Every record below is to be reproduced exactly.

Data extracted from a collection
• • • • • • •
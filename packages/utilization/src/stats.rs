//! Summary statistics over utilization percentages.

use serde::{Deserialize, Serialize};

/// Mean, median and range of a set of values.
#[derive(Debug, Clone, Copy, PartialEq, Serialize, Deserialize)]
#[serde(rename_all = "camelCase")]
pub struct Distribution {
    /// Number of values.
    pub count: u64,
    /// Arithmetic mean.
    pub mean: f64,
    /// Median; the mean of the two middle values for an even count.
    pub median: f64,
    /// Smallest value.
    pub min: f64,
    /// Largest value.
    pub max: f64,
}

impl Distribution {
    /// Summarizes `values`, or `None` if there are none.
    #[must_use]
    #[allow(clippy::cast_precision_loss)]
    pub fn of(values: &[f64]) -> Option<Self> {
        if values.is_empty() {
            return None;
        }

        let mut sorted = values.to_vec();
        sorted.sort_by(f64::total_cmp);

        let n = sorted.len();
        let median = if n % 2 == 0 {
            f64::midpoint(sorted[n / 2 - 1], sorted[n / 2])
        } else {
            sorted[n / 2]
        };

        Some(Self {
            count: n as u64,
            mean: sorted.iter().sum::<f64>() / n as f64,
            median,
            min: sorted[0],
            max: sorted[n - 1],
        })
    }
}

#[cfg(test)]
mod tests {
    use super::*;

    #[test]
    fn odd_and_even_medians() {
        let odd = Distribution::of(&[3.0, 1.0, 2.0]).unwrap();
        assert!((odd.median - 2.0).abs() < f64::EPSILON);
        let even = Distribution::of(&[4.0, 1.0, 3.0, 2.0]).unwrap();
        assert!((even.median - 2.5).abs() < f64::EPSILON);
        assert!((even.mean - 2.5).abs() < f64::EPSILON);
        assert!((even.min - 1.0).abs() < f64::EPSILON);
        assert!((even.max - 4.0).abs() < f64::EPSILON);
        assert_eq!(even.count, 4);
    }

    #[test]
    fn empty_has_no_distribution() {
        assert!(Distribution::of(&[]).is_none());
    }
}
• • • • • • •
FINAL ANSWER:
filename packages/utilization/src/stats.rs
//! Summary statistics over utilization percentages.

use serde::{Deserialize, Serialize};

/// Mean, median and range of a set of values.
#[derive(Debug, Clone, Copy, PartialEq, Serialize, Deserialize)]
#[serde(rename_all = "camelCase")]
pub struct Distribution {
    /// Number of values.
    pub count: u64,
    /// Arithmetic mean.
    pub mean: f64,
    /// Median; the mean of the two middle values for an even count.
    pub median: f64,
    /// Smallest value.
    pub min: f64,
    /// Largest value.
    pub max: f64,
}

impl Distribution {
    /// Summarizes `values`, or `None` if there are none.
    #[must_use]
    #[allow(clippy::cast_precision_loss)]
    pub fn of(values: &[f64]) -> Option<Self> {
        if values.is_empty() {
            return None;
        }

        let mut sorted = values.to_vec();
        sorted.sort_by(f64::total_cmp);

        let n = sorted.len();
        let median = if n % 2 == 0 {
            f64::midpoint(sorted[n / 2 - 1], sorted[n / 2])
        } else {
            sorted[n / 2]
        };

        Some(Self {
            count: n as u64,
            mean: sorted.iter().sum::<f64>() / n as f64,
            median,
            min: sorted[0],
            max: sorted[n - 1],
        })
    }
}

#[cfg(test)]
mod tests {
    use super::*;

    #[test]
    fn odd_and_even_medians() {
        let odd = Distribution::of(&[3.0, 1.0, 2.0]).unwrap();
        assert!((odd.median - 2.0).abs() < f64::EPSILON);
        let even = Distribution::of(&[4.0, 1.0, 3.0, 2.0]).unwrap();
        assert!((even.median - 2.5).abs() < f64::EPSILON);
        assert!((even.mean - 2.5).abs() < f64::EPSILON);
        assert!((even.min - 1.0).abs() < f64::EPSILON);
        assert!((even.max - 4.0).abs() < f64::EPSILON);
        assert_eq!(even.count, 4);
    }

    #[test]
    fn empty_has_no_distribution() {
        assert!(Distribution::of(&[]).is_none());
    }
}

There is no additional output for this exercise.